When you do find it, you’ll see it doesn’t look or run like other search sites. Put in your cities and dates and it automatically lists options. Google Flights shows what it calls cheapest, fastest and best itineraries. Using data from Routehappy, which provides data on airline amenities, Google Flights shows which flights have Wi-Fi, on-demand video and other amenities, what the average legroom is for the coach cabin on each plane and whether the flight has a bad track record of delays greater than 30 minutes.
With Google’s mapping technology, a Google Flights search shows the lowest price at alternative airports on a map, so you can tell exactly how far Manchester, England, is from London, for example. The calendar for picking travel dates shows prices on each day, and clicking on the map shows a handy bar chart of prices so you can easily compare dates.
Like Kayak, Google can pair flights from different airlines into a single round-trip itinerary—an advantage over just shopping airline websites.
Google lacks many direct links to booking tickets. In some cases Google Flights offers the very 1990s advice of calling the airline to book, and builds in the typical $25 telephone booking fee.
Sometimes it gives just plain bad booking advice. It finds trips on multiple airlines that are competitors instead of partners, but those often have to be booked by online travel agencies, not airlines. For a trip departing on American and returning on Delta, Google Flights linked to American’s website for booking. When you go there, you’re greeted by red letters saying, “Check below for errors.”
Another glitch: With some airlines—JetBlue, for example—Google Flights can send you to the generic home page after a search without inputting your itinerary. Then you have to re-enter your dates and times again for the flights you wanted.
A spokeswoman declined to comment on specific questions about Google Flights. Google is “continuing to improve the product and underlying technology,” she says.
Many consumers believe smart shoppers need to clear the cache and cookies in their own computers—elements merchants store so they recognize you when you return and tailor advertising and offers to your interests. The fear is that if airlines and travel sites know you go to Cleveland regularly on Friday afternoons, they may only show you higher fares to Cleveland for Friday afternoon flights.
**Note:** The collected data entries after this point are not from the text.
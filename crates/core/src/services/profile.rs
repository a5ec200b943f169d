//! Profile service with the moderated write path.
//!
//! Every profile write is scanned before it reaches storage. Under
//! `profanity_action = block` a failed scan aborts the write; under `warn`
//! the write proceeds. Either way an automatic audit report is filed,
//! best-effort.

use arbiter_common::{AppError, AppResult, IdGenerator, ModerationConfig, ProfanityAction};
use arbiter_db::{
    entities::{moderation_report::TargetType, profile},
    repositories::ProfileRepository,
};
use sea_orm::Set;
use serde::Deserialize;
use std::sync::Arc;
use validator::Validate;

use super::moderation::ModerationService;
use super::scanner::{ContentScanner, ProfilePayload};

/// Input for updating a profile. Absent fields are left unchanged.
#[derive(Debug, Deserialize, Validate)]
#[serde(rename_all = "camelCase")]
pub struct UpdateProfileInput {
    #[validate(length(max = 128))]
    pub display_name: Option<String>,
    #[validate(length(max = 256))]
    pub headline: Option<String>,
    #[validate(length(max = 2000))]
    pub bio: Option<String>,
    #[validate(length(max = 128))]
    pub location: Option<String>,
    /// Replaces the stored links when present.
    #[validate(length(max = 10))]
    pub links: Option<Vec<String>>,
}

/// Profile service.
#[derive(Clone)]
pub struct ProfileService {
    profile_repo: ProfileRepository,
    moderation: ModerationService,
    scanner: Arc<ContentScanner>,
    moderation_enabled: bool,
    profanity_action: ProfanityAction,
    id_gen: IdGenerator,
}

impl ProfileService {
    /// Create a new profile service.
    #[must_use]
    pub fn new(
        profile_repo: ProfileRepository,
        moderation: ModerationService,
        scanner: Arc<ContentScanner>,
        config: &ModerationConfig,
    ) -> Self {
        Self {
            profile_repo,
            moderation,
            scanner,
            moderation_enabled: config.moderation_enabled,
            profanity_action: config.profanity_action,
            id_gen: IdGenerator::new(),
        }
    }

    /// Get a profile by owning user ID.
    pub async fn get_profile(&self, user_id: &str) -> AppResult<profile::Model> {
        self.profile_repo.get_by_user(user_id).await
    }

    /// Update (or create) a profile, applying the moderation gate.
    pub async fn update_profile(
        &self,
        user_id: &str,
        input: UpdateProfileInput,
    ) -> AppResult<profile::Model> {
        input
            .validate()
            .map_err(|e| AppError::Validation(e.to_string()))?;

        if self.moderation_enabled {
            let links = input.links.clone().unwrap_or_default();
            let payload = ProfilePayload {
                display_name: input.display_name.as_deref(),
                headline: input.headline.as_deref(),
                bio: input.bio.as_deref(),
                location: input.location.as_deref(),
                links: &links,
            };

            let issues = self.scanner.scan_profile_payload(&payload);
            if !issues.is_empty() {
                // Audit report is best-effort in both paths; the gate's
                // user-visible outcome never depends on it.
                if let Err(e) = self
                    .moderation
                    .file_scan_report(TargetType::Profile, user_id)
                    .await
                {
                    tracing::warn!(error = %e, "Failed to file automatic scan report");
                }

                match self.profanity_action {
                    ProfanityAction::Block => {
                        return Err(AppError::ContentRejected(issues));
                    }
                    ProfanityAction::Warn => {
                        tracing::warn!(
                            issue_count = issues.len(),
                            "Profile write passed with scan issues (warn mode)"
                        );
                    }
                }
            }
        }

        match self.profile_repo.find_by_user(user_id).await? {
            Some(existing) => {
                let mut model: profile::ActiveModel = existing.into();
                if let Some(display_name) = input.display_name {
                    model.display_name = Set(Some(display_name));
                }
                if let Some(headline) = input.headline {
                    model.headline = Set(Some(headline));
                }
                if let Some(bio) = input.bio {
                    model.bio = Set(Some(bio));
                }
                if let Some(location) = input.location {
                    model.location = Set(Some(location));
                }
                if let Some(links) = input.links {
                    model.links = Set(serde_json::json!(links));
                }
                model.updated_at = Set(Some(chrono::Utc::now().into()));

                self.profile_repo.update(model).await
            }
            None => {
                let model = profile::ActiveModel {
                    id: Set(self.id_gen.generate()),
                    user_id: Set(user_id.to_string()),
                    display_name: Set(input.display_name),
                    headline: Set(input.headline),
                    bio: Set(input.bio),
                    location: Set(input.location),
                    links: Set(serde_json::json!(input.links.unwrap_or_default())),
                    created_at: Set(chrono::Utc::now().into()),
                    updated_at: Set(None),
                };

                self.profile_repo.create(model).await
            }
        }
    }
}

#[cfg(test)]
#[allow(clippy::unwrap_used)]
mod tests {
    use super::*;
    use crate::services::alerts::AlertService;
    use arbiter_db::entities::moderation_report::{
        self, ReportReason, ReportSeverity, ReportStatus,
    };
    use arbiter_db::repositories::ModerationRepository;
    use chrono::Utc;
    use sea_orm::{DatabaseBackend, MockDatabase};

    fn moderating_config(action: ProfanityAction, denylist: &[&str]) -> ModerationConfig {
        ModerationConfig {
            profanity_action: action,
            profanity_denylist: denylist.iter().map(ToString::to_string).collect(),
            ..ModerationConfig::default()
        }
    }

    fn test_profile(user_id: &str) -> profile::Model {
        profile::Model {
            id: "profile1".to_string(),
            user_id: user_id.to_string(),
            display_name: Some("Alice".to_string()),
            headline: None,
            bio: None,
            location: None,
            links: serde_json::json!([]),
            created_at: Utc::now().into(),
            updated_at: None,
        }
    }

    fn scan_report(target_id: &str) -> moderation_report::Model {
        moderation_report::Model {
            id: "report1".to_string(),
            reporter_id: None,
            target_type: TargetType::Profile,
            target_id: target_id.to_string(),
            reason: ReportReason::Profanity,
            severity: ReportSeverity::Low,
            status: ReportStatus::Open,
            created_at: Utc::now().into(),
        }
    }

    fn service(
        profile_db: sea_orm::DatabaseConnection,
        moderation_db: sea_orm::DatabaseConnection,
        config: &ModerationConfig,
    ) -> ProfileService {
        let moderation = ModerationService::new(
            ModerationRepository::new(Arc::new(moderation_db)),
            AlertService::disabled(),
            config.reports_enabled,
        );
        ProfileService::new(
            ProfileRepository::new(Arc::new(profile_db)),
            moderation,
            Arc::new(ContentScanner::new(config)),
            config,
        )
    }

    fn clean_input() -> UpdateProfileInput {
        UpdateProfileInput {
            display_name: Some("A clean name".to_string()),
            headline: None,
            bio: None,
            location: None,
            links: None,
        }
    }

    fn flagged_input() -> UpdateProfileInput {
        UpdateProfileInput {
            display_name: Some("spamword central".to_string()),
            headline: None,
            bio: None,
            location: None,
            links: None,
        }
    }

    #[tokio::test]
    async fn test_clean_write_updates_existing_profile() {
        let config = moderating_config(ProfanityAction::Block, &["spamword"]);

        let profile_db = MockDatabase::new(DatabaseBackend::Postgres)
            // find_by_user
            .append_query_results([[test_profile("u1")]])
            // update returning
            .append_query_results([[test_profile("u1")]])
            .into_connection();
        let moderation_db = MockDatabase::new(DatabaseBackend::Postgres).into_connection();

        let service = service(profile_db, moderation_db, &config);
        let result = service.update_profile("u1", clean_input()).await;

        assert!(result.is_ok());
    }

    #[tokio::test]
    async fn test_block_mode_rejects_and_files_report() {
        let config = moderating_config(ProfanityAction::Block, &["spamword"]);

        // No profile queries happen; the write is aborted before storage.
        let profile_db = MockDatabase::new(DatabaseBackend::Postgres).into_connection();
        let moderation_db = MockDatabase::new(DatabaseBackend::Postgres)
            .append_query_results([[scan_report("u1")]])
            .into_connection();

        let service = service(profile_db, moderation_db, &config);
        let result = service.update_profile("u1", flagged_input()).await;

        match result {
            Err(AppError::ContentRejected(issues)) => {
                assert_eq!(issues.len(), 1);
                assert_eq!(issues[0].field, "displayName");
            }
            other => panic!("expected ContentRejected, got {other:?}"),
        }
    }

    #[tokio::test]
    async fn test_warn_mode_writes_anyway() {
        let config = moderating_config(ProfanityAction::Warn, &["spamword"]);

        let profile_db = MockDatabase::new(DatabaseBackend::Postgres)
            .append_query_results([[test_profile("u1")]])
            .append_query_results([[test_profile("u1")]])
            .into_connection();
        let moderation_db = MockDatabase::new(DatabaseBackend::Postgres)
            .append_query_results([[scan_report("u1")]])
            .into_connection();

        let service = service(profile_db, moderation_db, &config);
        let result = service.update_profile("u1", flagged_input()).await;

        assert!(result.is_ok());
    }

    #[tokio::test]
    async fn test_moderation_disabled_skips_scan() {
        let config = ModerationConfig {
            moderation_enabled: false,
            profanity_denylist: vec!["spamword".to_string()],
            ..ModerationConfig::default()
        };

        let profile_db = MockDatabase::new(DatabaseBackend::Postgres)
            .append_query_results([[test_profile("u1")]])
            .append_query_results([[test_profile("u1")]])
            .into_connection();
        let moderation_db = MockDatabase::new(DatabaseBackend::Postgres).into_connection();

        let service = service(profile_db, moderation_db, &config);
        let result = service.update_profile("u1", flagged_input()).await;

        assert!(result.is_ok());
    }

    #[tokio::test]
    async fn test_block_mode_survives_report_failure() {
        let config = moderating_config(ProfanityAction::Block, &["spamword"]);

        let profile_db = MockDatabase::new(DatabaseBackend::Postgres).into_connection();
        // Empty mock: the report insert fails, the 422 must still come back.
        let moderation_db = MockDatabase::new(DatabaseBackend::Postgres).into_connection();

        let service = service(profile_db, moderation_db, &config);
        let result = service.update_profile("u1", flagged_input()).await;

        assert!(matches!(result, Err(AppError::ContentRejected(_))));
    }

    #[tokio::test]
    async fn test_oversized_field_rejected() {
        let config = moderating_config(ProfanityAction::Block, &[]);

        let profile_db = MockDatabase::new(DatabaseBackend::Postgres).into_connection();
        let moderation_db = MockDatabase::new(DatabaseBackend::Postgres).into_connection();

        let service = service(profile_db, moderation_db, &config);
        let input = UpdateProfileInput {
            display_name: Some("x".repeat(500)),
            headline: None,
            bio: None,
            location: None,
            links: None,
        };

        let result = service.update_profile("u1", input).await;
        assert!(matches!(result, Err(AppError::Validation(_))));
    }
}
Experts say there’s no evidence of that. There have been some instances of hotel pricing being tailored to particular customers, but not with airlines. Airline websites guarantee they have the airline’s lowest prices, and it’s cheaper for airlines if consumers book directly with them rather than through third parties. If they discriminated against customers in pricing, smart shoppers would find cheaper fares on other airlines, saysDavid Tossell, vice president of travel and hospitality at DataArt Inc., a technology consulting firm, and a former Travelocity manager.
“There is a point where people become price-sensitive,” he says.
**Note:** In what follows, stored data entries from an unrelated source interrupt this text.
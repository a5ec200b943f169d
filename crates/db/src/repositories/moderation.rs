//! Moderation repository for reports and recorded actions.

use std::sync::Arc;

use crate::entities::{
    ModerationAction, ModerationReport, moderation_action,
    moderation_report::{self, ReportSeverity, ReportStatus},
};
use arbiter_common::{AppError, AppResult};
use sea_orm::{
    ActiveModelTrait, ColumnTrait, DatabaseConnection, EntityTrait, PaginatorTrait, QueryFilter,
    QueryOrder, QuerySelect,
};

/// Moderation repository for database operations.
#[derive(Clone)]
pub struct ModerationRepository {
    db: Arc<DatabaseConnection>,
}

impl ModerationRepository {
    /// Create a new moderation repository.
    #[must_use]
    pub const fn new(db: Arc<DatabaseConnection>) -> Self {
        Self { db }
    }

    // ========== Reports ==========

    /// Create a new moderation report.
    pub async fn create_report(
        &self,
        model: moderation_report::ActiveModel,
    ) -> AppResult<moderation_report::Model> {
        model
            .insert(self.db.as_ref())
            .await
            .map_err(|e| AppError::Database(e.to_string()))
    }

    /// Get a report by ID.
    pub async fn get_report(&self, id: &str) -> AppResult<moderation_report::Model> {
        ModerationReport::find_by_id(id)
            .one(self.db.as_ref())
            .await
            .map_err(|e| AppError::Database(e.to_string()))?
            .ok_or_else(|| AppError::NotFound(format!("Report {id} not found")))
    }

    /// Get reports with optional status/severity filters, newest first.
    pub async fn get_reports(
        &self,
        status: Option<ReportStatus>,
        severity: Option<ReportSeverity>,
        limit: u64,
        offset: u64,
    ) -> AppResult<Vec<moderation_report::Model>> {
        let mut query =
            ModerationReport::find().order_by_desc(moderation_report::Column::CreatedAt);

        if let Some(s) = status {
            query = query.filter(moderation_report::Column::Status.eq(s));
        }
        if let Some(s) = severity {
            query = query.filter(moderation_report::Column::Severity.eq(s));
        }

        query
            .offset(offset)
            .limit(limit)
            .all(self.db.as_ref())
            .await
            .map_err(|e| AppError::Database(e.to_string()))
    }

    /// Update a report.
    pub async fn update_report(
        &self,
        model: moderation_report::ActiveModel,
    ) -> AppResult<moderation_report::Model> {
        model
            .update(self.db.as_ref())
            .await
            .map_err(|e| AppError::Database(e.to_string()))
    }

    /// Count reports with status `open`.
    pub async fn count_open_reports(&self) -> AppResult<u64> {
        ModerationReport::find()
            .filter(moderation_report::Column::Status.eq(ReportStatus::Open))
            .count(self.db.as_ref())
            .await
            .map_err(|e| AppError::Database(e.to_string()))
    }

    // ========== Actions ==========

    /// Record a new action against a report.
    pub async fn create_action(
        &self,
        model: moderation_action::ActiveModel,
    ) -> AppResult<moderation_action::Model> {
        model
            .insert(self.db.as_ref())
            .await
            .map_err(|e| AppError::Database(e.to_string()))
    }

    /// Get the action history for a report, oldest first.
    pub async fn get_actions_for_report(
        &self,
        report_id: &str,
    ) -> AppResult<Vec<moderation_action::Model>> {
        ModerationAction::find()
            .filter(moderation_action::Column::ReportId.eq(report_id))
            .order_by_asc(moderation_action::Column::CreatedAt)
            .all(self.db.as_ref())
            .await
            .map_err(|e| AppError::Database(e.to_string()))
    }
}

#[cfg(test)]
#[allow(clippy::unwrap_used)]
mod tests {
    use super::*;
    use crate::entities::moderation_report::{ReportReason, TargetType};
    use chrono::Utc;
    use sea_orm::{DatabaseBackend, MockDatabase};

    fn create_test_report(id: &str, target_id: &str) -> moderation_report::Model {
        moderation_report::Model {
            id: id.to_string(),
            reporter_id: Some("u1".to_string()),
            target_type: TargetType::Profile,
            target_id: target_id.to_string(),
            reason: ReportReason::Spam,
            severity: ReportSeverity::Low,
            status: ReportStatus::Open,
            created_at: Utc::now().into(),
        }
    }

    #[tokio::test]
    async fn test_get_report() {
        let report = create_test_report("report1", "p1");

        let db = Arc::new(
            MockDatabase::new(DatabaseBackend::Postgres)
                .append_query_results([[report.clone()]])
                .into_connection(),
        );

        let repo = ModerationRepository::new(db);
        let result = repo.get_report("report1").await.unwrap();

        assert_eq!(result.id, "report1");
        assert_eq!(result.status, ReportStatus::Open);
    }

    #[tokio::test]
    async fn test_get_report_not_found() {
        let db = Arc::new(
            MockDatabase::new(DatabaseBackend::Postgres)
                .append_query_results([Vec::<moderation_report::Model>::new()])
                .into_connection(),
        );

        let repo = ModerationRepository::new(db);
        let result = repo.get_report("missing").await;

        assert!(matches!(result, Err(AppError::NotFound(_))));
    }

    #[tokio::test]
    async fn test_get_reports_filtered() {
        let report1 = create_test_report("report1", "p1");
        let report2 = create_test_report("report2", "p2");

        let db = Arc::new(
            MockDatabase::new(DatabaseBackend::Postgres)
                .append_query_results([[report1, report2]])
                .into_connection(),
        );

        let repo = ModerationRepository::new(db);
        let result = repo
            .get_reports(Some(ReportStatus::Open), None, 10, 0)
            .await
            .unwrap();

        assert_eq!(result.len(), 2);
    }

    #[tokio::test]
    async fn test_get_actions_for_report() {
        use crate::entities::moderation_action::ActionKind;

        let action = moderation_action::Model {
            id: "action1".to_string(),
            report_id: "report1".to_string(),
            admin_id: "admin1".to_string(),
            action: ActionKind::Warn,
            created_at: Utc::now().into(),
        };

        let db = Arc::new(
            MockDatabase::new(DatabaseBackend::Postgres)
                .append_query_results([[action]])
                .into_connection(),
        );

        let repo = ModerationRepository::new(db);
        let result = repo.get_actions_for_report("report1").await.unwrap();

        assert_eq!(result.len(), 1);
        assert_eq!(result[0].action, ActionKind::Warn);
    }
}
Henry Harteveldt, co-founder of Atmosphere, says his research has never turned up airline price discrimination. Mr. Hafner of Kayak agrees. Kayak’s deals with carriers oblige them to give the site the lowest price, he says.
Best advice for consumers now: Shop several search sites, such as Kayak, Google, Hipmunk or Skyscanner. They are strong and reliable, but have different features. See which ones you like best. Hipmunk shows options in useful time bars so you can easily schedule. Skyscanner lets you easily shop inventory available in other countries where airlines may be running specials.
Once you find what you want, book directly at the airline. Booking on the airline website gives you the best shot at accurate information about what you get—or don’t get—with that fare, plus add-on fees or buying potential upgrades. You also stand a better chance of getting your Known Traveler number to TSA PreCheck if you’re enrolled.